A Sociological Autobiography: 54 – Becoming a Professor

By | September 16, 2015

When asked if I am ambitious I have always replied: ‘only to write a half-way decent book or two’. My institutional ambition was even more vague, at least as far as promotion was concerned. This was in part due to my personal experience as an undergraduate at Surrey University and of studying when only 7% of my age-group went to university, and in part because I have never held rank to be good indicator of talent or achievement. When I arrived at Surrey in 1968 there were no professors of sociology, or of psychology or philosophy. It was only when sociologist Asher Tropp was plucked from the LSE in 1969-70 to run the department that things changed.

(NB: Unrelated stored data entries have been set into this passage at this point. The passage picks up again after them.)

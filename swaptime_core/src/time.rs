// Copyright 2026 the Swaptime Authors
// SPDX-License-Identifier: Apache-2.0 OR MIT

//! Monotonic host time.
//!
//! [`HostTime`] is a point on the host's monotonic clock and [`Duration`] a
//! span on the same clock, both counted in nanoseconds. The origin of
//! [`HostTime`] is unspecified; only differences between values taken from
//! the same clock are meaningful.
//!
//! Frame arithmetic ([`Duration::frames_in`], [`Duration::times`]) is done in
//! integers so the crate stays usable without a floating-point runtime.

use core::fmt;
use core::ops::{Add, AddAssign, Sub};

/// A point in time on the host's monotonic clock, in nanoseconds.
#[derive(Clone, Copy, PartialEq, Eq, PartialOrd, Ord, Hash, Default)]
pub struct HostTime(pub u64);

impl HostTime {
    /// The clock origin.
    pub const ZERO: Self = Self(0);

    /// Returns the raw nanosecond value.
    #[inline]
    #[must_use]
    pub const fn nanos(self) -> u64 {
        self.0
    }

    /// Returns the duration between `self` and an earlier time, or zero if
    /// `earlier` is after `self`.
    #[inline]
    #[must_use]
    pub const fn saturating_duration_since(self, earlier: Self) -> Duration {
        Duration(self.0.saturating_sub(earlier.0))
    }

    /// Adds a duration, clamping at the end of the clock's range.
    #[inline]
    #[must_use]
    pub const fn saturating_add(self, duration: Duration) -> Self {
        Self(self.0.saturating_add(duration.0))
    }

    /// Subtracts a duration, clamping at the clock origin.
    #[inline]
    #[must_use]
    pub const fn saturating_sub(self, duration: Duration) -> Self {
        Self(self.0.saturating_sub(duration.0))
    }

    /// Checked addition of a duration.
    #[inline]
    #[must_use]
    pub const fn checked_add(self, duration: Duration) -> Option<Self> {
        match self.0.checked_add(duration.0) {
            Some(t) => Some(Self(t)),
            None => None,
        }
    }

    /// Checked subtraction of a duration.
    #[inline]
    #[must_use]
    pub const fn checked_sub(self, duration: Duration) -> Option<Self> {
        match self.0.checked_sub(duration.0) {
            Some(t) => Some(Self(t)),
            None => None,
        }
    }

    /// Milliseconds since the clock origin, for display.
    #[inline]
    #[must_use]
    pub fn as_millis_f64(self) -> f64 {
        self.0 as f64 / 1_000_000.0
    }
}

impl Add<Duration> for HostTime {
    type Output = Self;

    #[inline]
    fn add(self, rhs: Duration) -> Self {
        Self(self.0 + rhs.0)
    }
}

impl AddAssign<Duration> for HostTime {
    #[inline]
    fn add_assign(&mut self, rhs: Duration) {
        self.0 += rhs.0;
    }
}

impl Sub<Duration> for HostTime {
    type Output = Self;

    #[inline]
    fn sub(self, rhs: Duration) -> Self {
        Self(self.0 - rhs.0)
    }
}

impl Sub for HostTime {
    type Output = Duration;

    #[inline]
    fn sub(self, rhs: Self) -> Duration {
        Duration(self.0 - rhs.0)
    }
}

impl fmt::Debug for HostTime {
    fn fmt(&self, f: &mut fmt::Formatter<'_>) -> fmt::Result {
        write!(f, "HostTime({})", self.0)
    }
}

/// A span of host time, in nanoseconds.
#[derive(Clone, Copy, PartialEq, Eq, PartialOrd, Ord, Hash, Default)]
pub struct Duration(pub u64);

impl Duration {
    /// A zero-length duration.
    pub const ZERO: Self = Self(0);

    /// The longest representable duration. Used as the "unbounded" marker
    /// for a slide that was never replaced.
    pub const MAX: Self = Self(u64::MAX);

    /// Creates a duration from nanoseconds.
    #[inline]
    #[must_use]
    pub const fn from_nanos(nanos: u64) -> Self {
        Self(nanos)
    }

    /// Creates a duration from microseconds.
    #[inline]
    #[must_use]
    pub const fn from_micros(micros: u64) -> Self {
        Self(micros.saturating_mul(1_000))
    }

    /// Creates a duration from milliseconds.
    #[inline]
    #[must_use]
    pub const fn from_millis(millis: u64) -> Self {
        Self(millis.saturating_mul(1_000_000))
    }

    /// Creates a duration from whole seconds.
    #[inline]
    #[must_use]
    pub const fn from_secs(secs: u64) -> Self {
        Self(secs.saturating_mul(1_000_000_000))
    }

    /// Returns the raw nanosecond value.
    #[inline]
    #[must_use]
    pub const fn nanos(self) -> u64 {
        self.0
    }

    /// Returns `true` if this is a zero-length duration.
    #[inline]
    #[must_use]
    pub const fn is_zero(self) -> bool {
        self.0 == 0
    }

    /// Saturating addition.
    #[inline]
    #[must_use]
    pub const fn saturating_add(self, rhs: Self) -> Self {
        Self(self.0.saturating_add(rhs.0))
    }

    /// Saturating subtraction.
    #[inline]
    #[must_use]
    pub const fn saturating_sub(self, rhs: Self) -> Self {
        Self(self.0.saturating_sub(rhs.0))
    }

    /// Number of whole `period`s in `self`, rounded to the nearest frame.
    ///
    /// Returns zero when `period` is zero.
    #[inline]
    #[must_use]
    #[expect(
        clippy::cast_possible_truncation,
        reason = "u128 intermediate avoids overflow; the quotient fits u64 for any non-zero period"
    )]
    pub const fn frames_in(self, period: Self) -> u64 {
        if period.0 == 0 {
            return 0;
        }
        ((self.0 as u128 + period.0 as u128 / 2) / period.0 as u128) as u64
    }

    /// `self` multiplied by a frame count, clamped at [`Duration::MAX`].
    #[inline]
    #[must_use]
    pub const fn times(self, frames: u64) -> Self {
        Self(self.0.saturating_mul(frames))
    }

    /// Milliseconds, for display.
    #[inline]
    #[must_use]
    pub fn as_millis_f64(self) -> f64 {
        self.0 as f64 / 1_000_000.0
    }
}

impl Add for Duration {
    type Output = Self;

    #[inline]
    fn add(self, rhs: Self) -> Self {
        Self(self.0 + rhs.0)
    }
}

impl Sub for Duration {
    type Output = Self;

    #[inline]
    fn sub(self, rhs: Self) -> Self {
        Self(self.0 - rhs.0)
    }
}

impl fmt::Debug for Duration {
    fn fmt(&self, f: &mut fmt::Formatter<'_>) -> fmt::Result {
        if *self == Self::MAX {
            f.write_str("Duration(MAX)")
        } else {
            write!(f, "Duration({})", self.0)
        }
    }
}

#[cfg(test)]
mod tests {
    use super::*;

    const PERIOD_60HZ: Duration = Duration(16_666_667);

    #[test]
    fn unit_constructors() {
        assert_eq!(Duration::from_millis(5).nanos(), 5_000_000, "ms");
        assert_eq!(Duration::from_micros(250).nanos(), 250_000, "µs");
        assert_eq!(Duration::from_secs(2).nanos(), 2_000_000_000, "s");
        assert_eq!(Duration::from_secs(u64::MAX), Duration::MAX, "saturates");
    }

    #[test]
    fn frames_in_rounds_to_nearest() {
        assert_eq!(Duration::from_millis(1000).frames_in(PERIOD_60HZ), 60);
        assert_eq!(Duration::from_millis(250).frames_in(PERIOD_60HZ), 15);
        assert_eq!(Duration::from_millis(500).frames_in(PERIOD_60HZ), 30);
        // 1.4 frames rounds down, 1.6 frames rounds up.
        assert_eq!(Duration(14).frames_in(Duration(10)), 1, "round down");
        assert_eq!(Duration(16).frames_in(Duration(10)), 2, "round up");
    }

    #[test]
    fn frames_in_zero_period_is_zero() {
        assert_eq!(Duration::from_millis(100).frames_in(Duration::ZERO), 0);
    }

    #[test]
    fn times_saturates() {
        assert_eq!(PERIOD_60HZ.times(3), Duration(50_000_001), "3 frames");
        assert_eq!(PERIOD_60HZ.times(u64::MAX), Duration::MAX, "clamped");
    }

    #[test]
    fn host_time_duration_ops() {
        let t = HostTime(1000);
        let d = Duration(200);
        assert_eq!((t + d).nanos(), 1200);
        assert_eq!((t - d).nanos(), 800);
        assert_eq!(t.saturating_duration_since(HostTime(1500)), Duration::ZERO);
        assert_eq!(t.saturating_duration_since(HostTime(400)), Duration(600));
        assert_eq!(t.saturating_sub(Duration(5000)), HostTime::ZERO, "clamped");
        assert_eq!(HostTime(u64::MAX).checked_add(d), None, "overflow");
    }

    #[test]
    fn max_debug_is_readable() {
        assert_eq!(alloc::format!("{:?}", Duration::MAX), "Duration(MAX)");
    }
}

It was normal then for departments to have a single professor and for him (or much more rarely her) to be head of department. When in the early 1970s I signed up for a Ph.D in philosophy at Birkbeck College, and when I subsequently switched to a Ph.D in sociology at Bedford College, this same convention still applied (David Hamlyn ruled at Birkbeck’s philosophy department and Margot Jefferys at Bedford’s Unit of Medical Sociology). To babyboomer undergraduates a ‘professor’ enjoyed a symbolic status and an influence now well and truly lost.

This is not to decry the accomplishments of today’s professors – after all, the awarding of chairs was always a socio-political process (if you read Halsey on the emergence of sociology as a university discipline you might be forgiven for thinking that it all occurred at Oxbridge and the LSE) – but rather to give context. A decade ago I was asked to comment on a candidate for a chair at a small, local neophyte university. I was shocked at the paucity of content in her CV. My response? I had to admit that according to her institution’s criteria she was worthy of elevation; but at, say, UCL, she would not be competitive even for a lectureship (her bid was successful).

Back to my own journey. I was a university lecturer in my mid-20s, albeit initially half-time, but progress thereafter was less than rapid (senior lecturer by late 30s, reader a few years later, and, wait for it, professor aged 52). 52, is none-too-showy these days. Insofar as I aspired to the title, it was a reactive aspiration: I saw colleagues being awarded the title and inferred even from my maverick CV that, after all, I was no less deserving. My line-manager at UCL, Stan Newman, was very supportive and we together constructed my bid.

I recall only too vividly Stan knocking at my door on the second floor of the Wolfson Building in Riding House Street to relay the positive news. I asked him to repeat it less I had misheard, which indicates what it meant to me.

One of my early heroes (and I have always been disinclined to have ‘heroes’) was Dr Donald Soper, a socialist and Methodist preacher I regularly tuned into on Tower Hill, holding forth from his pulpit, and on what was then the Home Service’s ‘Any Questions’. I have yet to encounter his equal as an orator: he was a supreme and informed articulator of unpopular truths. In odd moments of vanity I coveted his title of ‘Dr’. So too, I guess, I wanted to be a ‘professor’: at least, I had determined that I would if at all possible retire a professor rather than a senior lecturer. Ok, becoming a professor was a lesser mark of distinction than it was in the 1960s, and I always recognized that many a senior lecturer, past and present, had outperformed in scholarship and/or impact his or her professorial colleagues, but …

I rang Annette, with whom it was a shared moment. I thought no more of myself, but maybe I breathed more slowly with a hint of relief: a hurdle had been cleared.

In my early teens at Worthing High School for Boys I remember thinking that if only I could bank a crop of O levels I could count myself among the achievers; then A levels; then a B.Sc; a Ph.D; a lectureship; and so on. How we tick boxes. And how separate all these ticked boxes are from any real accomplishment. When all is said and done, titles are ephemeral. My respect for my colleagues in sociology is entirely divorced from the titles, or for that matter the honours, conferred on them. It is independent too from their ‘productivity’: I know academics with 300+ peer-reviewed articles who will retire leaving no worthwhile legacy, doomed to be forgotten, seduced into anonymity.